▸ Directions for this task
Check every line below for the word "once" and copy each one that has it.

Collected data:
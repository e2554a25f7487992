//! Rule evaluators: line-pattern matching and external-command checks.
//!
//! Pattern rules read every tracked file line by line (1-based numbering)
//! and record a match wherever the compiled regex matches within the line.
//! Command rules pipe each file path to the rule's shell template and treat
//! every non-empty trimmed stdout line as one violation; the engine never
//! interprets the tool's semantics beyond that, and a non-zero exit status
//! alone is not a violation.
//!
//! Both evaluators recover locally from per-file trouble: an undecodable
//! file or a timed-out command is recorded as a `SkippedFile` and the run
//! continues with the remaining files and rules.

use crate::models::rules::{CommandRule, PatternRule, RuleSet};
use crate::models::{EvalOutcome, MatchRecord, SkippedFile};
use std::collections::BTreeMap;
use std::fs;
use std::io::Read;
use std::path::PathBuf;
use std::process::{Command, Stdio};
use std::time::{Duration, Instant};
use tracing::warn;

/// Hard wall-clock limit for one external-command invocation.
pub const COMMAND_TIMEOUT: Duration = Duration::from_secs(5);

/// Evaluate all rules against the resolved file universe.
///
/// `regex_only` skips command rules, `command_only` skips pattern rules
/// (both set means nothing runs). This is the engine entry point consumed
/// by the CLI layer.
pub fn evaluate(
    rules: &RuleSet,
    files: &[PathBuf],
    regex_only: bool,
    command_only: bool,
) -> EvalOutcome {
    let mut outcome = EvalOutcome::default();
    if !command_only {
        let (pattern, mut skipped) = evaluate_patterns(files, &rules.patterns);
        outcome.pattern = pattern;
        outcome.skipped.append(&mut skipped);
    }
    if !regex_only {
        let (command, mut skipped) =
            evaluate_commands(files, &rules.commands, COMMAND_TIMEOUT);
        outcome.command = command;
        outcome.skipped.append(&mut skipped);
    }
    outcome
}

/// Run every pattern rule against every file, line by line.
///
/// Every rule name appears in the result map even with zero matches. A file
/// that cannot be decoded as text is skipped for all pattern rules.
pub fn evaluate_patterns(
    files: &[PathBuf],
    rules: &BTreeMap<String, PatternRule>,
) -> (BTreeMap<String, Vec<MatchRecord>>, Vec<SkippedFile>) {
    let mut results: BTreeMap<String, Vec<MatchRecord>> = rules
        .keys()
        .map(|name| (name.clone(), Vec::new()))
        .collect();
    let mut skipped = Vec::new();
    if rules.is_empty() {
        return (results, skipped);
    }

    for file in files {
        let content = match fs::read_to_string(file) {
            Ok(c) => c,
            Err(e) => {
                warn!(file = %file.display(), error = %e, "skipping undecodable file");
                skipped.push(SkippedFile {
                    file: file.clone(),
                    rule: None,
                    reason: format!("cannot read as text: {e}"),
                });
                continue;
            }
        };
        for (lineno, line) in content.lines().enumerate() {
            for (name, rule) in rules {
                if rule.regex.is_match(line) {
                    results
                        .entry(name.clone())
                        .or_default()
                        .push(MatchRecord {
                            file: file.clone(),
                            line: Some(lineno as u32 + 1),
                            content: line.trim().to_string(),
                        });
                }
            }
        }
    }
    (results, skipped)
}

/// Run every command rule once per file, piping the file path to the
/// template via a shell pipeline.
///
/// A timed-out invocation is killed, logged, recorded as a skip, and
/// counts as "no violation for this file"; it never aborts the run.
pub fn evaluate_commands(
    files: &[PathBuf],
    rules: &BTreeMap<String, CommandRule>,
    timeout: Duration,
) -> (BTreeMap<String, Vec<MatchRecord>>, Vec<SkippedFile>) {
    let mut results: BTreeMap<String, Vec<MatchRecord>> = rules
        .keys()
        .map(|name| (name.clone(), Vec::new()))
        .collect();
    let mut skipped = Vec::new();

    for (name, rule) in rules {
        for file in files {
            // `$0` carries the path into the pipeline unquoted-safe.
            let script = format!("echo \"$0\" | {}", rule.command);
            let mut cmd = Command::new("sh");
            cmd.arg("-c").arg(&script).arg(file);
            match run_with_timeout(cmd, timeout) {
                Ok(Some(output)) => {
                    for line in output.lines() {
                        let trimmed = line.trim();
                        if !trimmed.is_empty() {
                            results
                                .entry(name.clone())
                                .or_default()
                                .push(MatchRecord {
                                    file: file.clone(),
                                    line: None,
                                    content: trimmed.to_string(),
                                });
                        }
                    }
                }
                Ok(None) => {
                    warn!(
                        rule = %name,
                        file = %file.display(),
                        timeout_secs = timeout.as_secs_f64(),
                        "command timed out; treating as no violation"
                    );
                    skipped.push(SkippedFile {
                        file: file.clone(),
                        rule: Some(name.clone()),
                        reason: format!("command timed out after {:?}", timeout),
                    });
                }
                Err(e) => {
                    warn!(rule = %name, file = %file.display(), error = %e, "command failed to run");
                    skipped.push(SkippedFile {
                        file: file.clone(),
                        rule: Some(name.clone()),
                        reason: format!("command failed to run: {e}"),
                    });
                }
            }
        }
    }
    (results, skipped)
}

/// Spawn a command, capture stdout, and enforce a wall-clock timeout.
///
/// Returns `Ok(None)` on timeout. The child leads its own process group, so
/// the deadline kill takes the whole pipeline down with it, not just the
/// shell wrapper; a grandchild holding the stdout pipe open cannot stretch
/// the wait past the deadline. Stdout is drained on a dedicated reader so a
/// chatty child cannot stall on a full pipe. Exit status is intentionally
/// not inspected.
pub(crate) fn run_with_timeout(
    mut cmd: Command,
    timeout: Duration,
) -> std::io::Result<Option<String>> {
    cmd.stdin(Stdio::null())
        .stdout(Stdio::piped())
        .stderr(Stdio::null());
    #[cfg(unix)]
    {
        use std::os::unix::process::CommandExt;
        cmd.process_group(0);
    }
    let mut child = cmd.spawn()?;
    let stdout = match child.stdout.take() {
        Some(s) => s,
        None => {
            let _ = child.wait();
            return Ok(Some(String::new()));
        }
    };
    let reader = std::thread::spawn(move || {
        let mut stdout = stdout;
        let mut buf = String::new();
        let _ = stdout.read_to_string(&mut buf);
        buf
    });

    let deadline = Instant::now() + timeout;
    loop {
        match child.try_wait()? {
            Some(_) => break,
            None if Instant::now() >= deadline => {
                kill_process_group(&mut child);
                // Not joined: if anything survived the kill it still owns
                // the pipe's write end, and the reader would block on it.
                drop(reader);
                return Ok(None);
            }
            None => std::thread::sleep(Duration::from_millis(10)),
        }
    }
    Ok(Some(reader.join().unwrap_or_default()))
}

/// Kill the child and every descendant in its process group, then reap it.
fn kill_process_group(child: &mut std::process::Child) {
    #[cfg(unix)]
    {
        // The group id equals the child's pid (it was made group leader
        // at spawn); a negative pid addresses the whole group.
        let _ = Command::new("kill")
            .args(["-KILL", "--", &format!("-{}", child.id())])
            .stdin(Stdio::null())
            .stdout(Stdio::null())
            .stderr(Stdio::null())
            .status();
    }
    let _ = child.kill();
    let _ = child.wait();
}
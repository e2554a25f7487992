//! Configuration discovery and effective settings resolution.
//!
//! Ratchet reads `ratchet.toml|yaml|yml` from the project root and merges it
//! with CLI flags to produce an `Effective` config.
//! Defaults:
//! - `rules`: `ratchet_rules.toml`
//! - `output`: `human`
//! - `max_count`: 10 (blame display truncation per rule)
//! - `exclude_file`: `ratchet_excluded.txt`
//! - `baseline_file`: `ratchet_values.json`
//! - `cache_file`: `.ratchet_blame.db`
//! - `[files] extensions`: empty (every regular file)
//!
//! Overrides precedence: CLI > config file > defaults.

use crate::error::Result;
use crate::paths::{find_project_root, DEFAULT_MARKERS};
use serde::Deserialize;
use std::fs;
use std::path::{Path, PathBuf};

pub const DEFAULT_RULES_FILE: &str = "ratchet_rules.toml";
pub const DEFAULT_EXCLUDE_FILE: &str = "ratchet_excluded.txt";
pub const DEFAULT_BASELINE_FILE: &str = "ratchet_values.json";
pub const DEFAULT_CACHE_FILE: &str = ".ratchet_blame.db";
pub const VCS_IGNORE_FILE: &str = ".gitignore";
pub const DEFAULT_MAX_COUNT: usize = 10;

#[derive(Debug, Default, Deserialize, Clone)]
/// File-universe configuration section under `[files]`.
pub struct FilesCfg {
    /// Extensions to scan; empty or absent means all regular files.
    pub extensions: Option<Vec<String>>,
}

#[derive(Debug, Default, Deserialize, Clone)]
/// Root configuration loaded from `ratchet.toml|yaml`.
pub struct RatchetConfig {
    pub rules: Option<String>,
    pub output: Option<String>,
    pub max_count: Option<usize>,
    pub exclude_file: Option<String>,
    pub baseline_file: Option<String>,
    pub cache_file: Option<String>,
    #[serde(default)]
    pub files: Option<FilesCfg>,
}

#[derive(Debug, Clone)]
/// Fully-resolved configuration used by commands after applying precedence.
pub struct Effective {
    pub repo_root: PathBuf,
    pub rules: String,
    pub output: String,
    pub max_count: usize,
    pub extensions: Vec<String>,
    pub exclude_file: String,
    pub baseline_file: String,
    pub cache_file: String,
    /// Whether a config file was discovered at the root (vs pure defaults).
    pub config_found: bool,
}

impl Effective {
    pub fn rules_path(&self) -> PathBuf {
        self.repo_root.join(&self.rules)
    }
    pub fn exclude_path(&self) -> PathBuf {
        self.repo_root.join(&self.exclude_file)
    }
    pub fn ignore_path(&self) -> PathBuf {
        self.repo_root.join(VCS_IGNORE_FILE)
    }
    pub fn baseline_path(&self) -> PathBuf {
        self.repo_root.join(&self.baseline_file)
    }
    pub fn cache_path(&self) -> PathBuf {
        self.repo_root.join(&self.cache_file)
    }
}

/// Load `RatchetConfig` from `ratchet.toml` or `ratchet.yaml|yml` if present.
pub fn load_config(root: &Path) -> Option<RatchetConfig> {
    let toml_path = root.join("ratchet.toml");
    if toml_path.exists() {
        let s = fs::read_to_string(&toml_path).ok()?;
        let cfg: RatchetConfig = toml::from_str(&s).ok()?;
        return Some(cfg);
    }
    for yml in ["ratchet.yaml", "ratchet.yml"] {
        let p = root.join(yml);
        if p.exists() {
            let s = fs::read_to_string(&p).ok()?;
            let cfg: RatchetConfig = serde_yaml::from_str(&s).ok()?;
            return Some(cfg);
        }
    }
    None
}

/// Resolve `Effective` by merging CLI flags, discovered config, and defaults.
///
/// Fails when no project root can be found from the start directory.
pub fn resolve_effective(
    cli_repo_root: Option<&str>,
    cli_rules: Option<&str>,
    cli_output: Option<&str>,
    cli_max_count: Option<usize>,
) -> Result<Effective> {
    let start = PathBuf::from(cli_repo_root.unwrap_or("."));
    let repo_root = find_project_root(&start, DEFAULT_MARKERS)?;
    let cfg = load_config(&repo_root);
    let config_found = cfg.is_some();
    let cfg = cfg.unwrap_or_default();

    let rules = cli_rules
        .map(|s| s.to_string())
        .or(cfg.rules)
        .unwrap_or_else(|| DEFAULT_RULES_FILE.to_string());
    let output = cli_output
        .map(|s| s.to_string())
        .or(cfg.output)
        .unwrap_or_else(|| "human".to_string());
    let max_count = cli_max_count
        .or(cfg.max_count)
        .unwrap_or(DEFAULT_MAX_COUNT);
    let extensions = cfg
        .files
        .and_then(|f| f.extensions)
        .unwrap_or_default();
    let exclude_file = cfg
        .exclude_file
        .unwrap_or_else(|| DEFAULT_EXCLUDE_FILE.to_string());
    let baseline_file = cfg
        .baseline_file
        .unwrap_or_else(|| DEFAULT_BASELINE_FILE.to_string());
    let cache_file = cfg
        .cache_file
        .unwrap_or_else(|| DEFAULT_CACHE_FILE.to_string());

    Ok(Effective {
        repo_root,
        rules,
        output,
        max_count,
        extensions,
        exclude_file,
        baseline_file,
        cache_file,
        config_found,
    })
}
//! Rule file schema and loading.
//!
//! A rule file declares two tables: `[pattern-rules.<name>]` entries carry a
//! regular expression tested against every line of every tracked file, and
//! `[command-rules.<name>]` entries carry a shell command template whose
//! non-empty stdout lines are treated as violations.
//!
//! Pattern rules may also carry a human-readable `description` plus `valid`
//! and `invalid` sample lines. The samples are consumed by an external
//! config validator, not by the evaluation engine; they are parsed and kept
//! so the loader rejects malformed files in one place.
//!
//! Rule names are expected to be unique across both tables. A collision is
//! not rejected here; counts for a colliding name are summed at snapshot
//! time and the outcome is the caller's responsibility.

use crate::error::{RatchetError, Result};
use regex::Regex;
use serde::Deserialize;
use std::collections::BTreeMap;
use std::fs;
use std::path::Path;

#[derive(Debug, Default, Deserialize)]
/// Raw rule file as written on disk, before regex compilation.
struct RuleFile {
    #[serde(default, rename = "pattern-rules")]
    pattern_rules: BTreeMap<String, PatternRuleDef>,
    #[serde(default, rename = "command-rules")]
    command_rules: BTreeMap<String, CommandRuleDef>,
}

#[derive(Debug, Deserialize)]
struct PatternRuleDef {
    regex: String,
    #[serde(default)]
    description: Option<String>,
    #[serde(default)]
    valid: Vec<String>,
    #[serde(default)]
    invalid: Vec<String>,
}

#[derive(Debug, Deserialize)]
struct CommandRuleDef {
    command: String,
    #[serde(default)]
    description: Option<String>,
}

#[derive(Debug)]
/// A pattern rule with its regex compiled once at load time.
pub struct PatternRule {
    pub regex: Regex,
    pub description: Option<String>,
    pub valid: Vec<String>,
    pub invalid: Vec<String>,
}

#[derive(Debug)]
/// A command rule delegating to an external tool via a shell template.
pub struct CommandRule {
    pub command: String,
    pub description: Option<String>,
}

#[derive(Debug, Default)]
/// All rules of one run, immutable once loaded.
pub struct RuleSet {
    pub patterns: BTreeMap<String, PatternRule>,
    pub commands: BTreeMap<String, CommandRule>,
}

impl RuleSet {
    pub fn is_empty(&self) -> bool {
        self.patterns.is_empty() && self.commands.is_empty()
    }
}

/// Load and validate a rule file. Malformed TOML or an invalid regex is a
/// fatal configuration error.
pub fn load_rules(path: &Path) -> Result<RuleSet> {
    let raw = fs::read_to_string(path).map_err(|e| RatchetError::Config {
        path: path.to_path_buf(),
        reason: format!("cannot read rule file: {e}"),
    })?;
    let file: RuleFile = toml::from_str(&raw).map_err(|e| RatchetError::Config {
        path: path.to_path_buf(),
        reason: format!("rule file is not valid TOML: {e}"),
    })?;

    let mut patterns = BTreeMap::new();
    for (name, def) in file.pattern_rules {
        let regex = Regex::new(&def.regex).map_err(|e| RatchetError::Config {
            path: path.to_path_buf(),
            reason: format!("invalid regex for rule '{name}': {e}"),
        })?;
        patterns.insert(
            name,
            PatternRule {
                regex,
                description: def.description,
                valid: def.valid,
                invalid: def.invalid,
            },
        );
    }

    let commands = file
        .command_rules
        .into_iter()
        .map(|(name, def)| {
            (
                name,
                CommandRule {
                    command: def.command,
                    description: def.description,
                },
            )
        })
        .collect();

    Ok(RuleSet { patterns, commands })
}
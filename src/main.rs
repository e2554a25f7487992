//! Ratchet CLI binary entry point.
//! Delegates to library modules for evaluation, gating, and blame, and
//! prints results in the requested output mode.

use clap::Parser;
use ratchet::cli::{Cli, Commands, RunArgs};
use ratchet::config::{self, Effective};
use ratchet::error::Result;
use ratchet::models::rules::load_rules;
use ratchet::models::EvalOutcome;
use ratchet::{blame, cache::BlameCache, evaluate, output, paths, snapshot};
use std::path::PathBuf;
use tracing_subscriber::EnvFilter;

fn main() {
    tracing_subscriber::fmt()
        .with_env_filter(EnvFilter::from_default_env())
        .with_writer(std::io::stderr)
        .init();

    let cli = Cli::parse();
    match run(cli) {
        Ok(code) => std::process::exit(code),
        Err(e) => {
            eprintln!("error: {e}");
            std::process::exit(2);
        }
    }
}

fn run(cli: Cli) -> Result<i32> {
    match cli.cmd {
        Commands::Version => {
            println!("{}", env!("CARGO_PKG_VERSION"));
            Ok(0)
        }
        Commands::Report { run } => {
            let (eff, outcome) = evaluate_run(&run, None)?;
            output::print_report(&outcome, &eff.repo_root, &eff.output);
            Ok(0)
        }
        Commands::Check { run } => {
            let (eff, outcome) = evaluate_run(&run, None)?;
            let current = snapshot::to_snapshot(&outcome);
            let baseline = snapshot::load_baseline(&eff.baseline_path())?;
            let regressions = snapshot::gate(&current, &baseline);
            output::print_gate(&regressions, &outcome, &eff.repo_root, &eff.output);
            Ok(if regressions.is_empty() { 0 } else { 1 })
        }
        Commands::Update { run } => {
            let (eff, outcome) = evaluate_run(&run, None)?;
            let current = snapshot::to_snapshot(&outcome);
            snapshot::save_baseline(&eff.baseline_path(), &current)?;
            println!("baseline updated: {}", eff.baseline_path().display());
            Ok(0)
        }
        Commands::Diff { run } => {
            let (eff, outcome) = evaluate_run(&run, None)?;
            let current = snapshot::to_snapshot(&outcome);
            let baseline = snapshot::load_baseline(&eff.baseline_path())?;
            let entries = snapshot::diff(&current, &baseline);
            output::print_diff(&entries, &eff.output);
            Ok(0)
        }
        Commands::Blame { run, max_count } => {
            let (eff, outcome) = evaluate_run(&run, max_count)?;
            let cache = BlameCache::open(&eff.cache_path())?;
            let enriched = blame::enrich_with_blame(&eff.repo_root, &cache, &outcome);
            output::print_blame(&enriched, &eff.repo_root, eff.max_count, &eff.output);
            Ok(0)
        }
    }
}

/// Resolve config, load rules, build the file universe, and evaluate.
fn evaluate_run(args: &RunArgs, cli_max_count: Option<usize>) -> Result<(Effective, EvalOutcome)> {
    let eff = config::resolve_effective(
        args.repo_root.as_deref(),
        args.rules.as_deref(),
        args.output.as_deref(),
        cli_max_count,
    )?;
    if eff.output != "json" && !eff.config_found {
        eprintln!("note: no ratchet.toml found; using defaults.");
    }

    let rules = load_rules(&eff.rules_path())?;
    let universe: Vec<PathBuf> = paths::enumerate_files(&eff.repo_root, &eff.extensions)
        .into_iter()
        .collect();
    let files = paths::filter_excluded(
        &universe,
        &eff.repo_root,
        Some(&eff.exclude_path()),
        Some(&eff.ignore_path()),
    )?;

    // The tool's own artifacts and vcs internals never count as debt.
    let own = [
        eff.rules_path(),
        eff.exclude_path(),
        eff.baseline_path(),
        eff.cache_path(),
    ];
    let git_dir = eff.repo_root.join(".git");
    let files: Vec<PathBuf> = files
        .into_iter()
        .filter(|f| !f.starts_with(&git_dir) && !own.contains(f))
        .collect();

    let outcome = evaluate::evaluate(&rules, &files, args.regex_only, args.command_only);
    Ok((eff, outcome))
}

▸ Result of this task
/// Run every command rule once per file, piping the file path to the
/// A pattern rule with its regex compiled once at load time.
/// All rules of one run, immutable once loaded.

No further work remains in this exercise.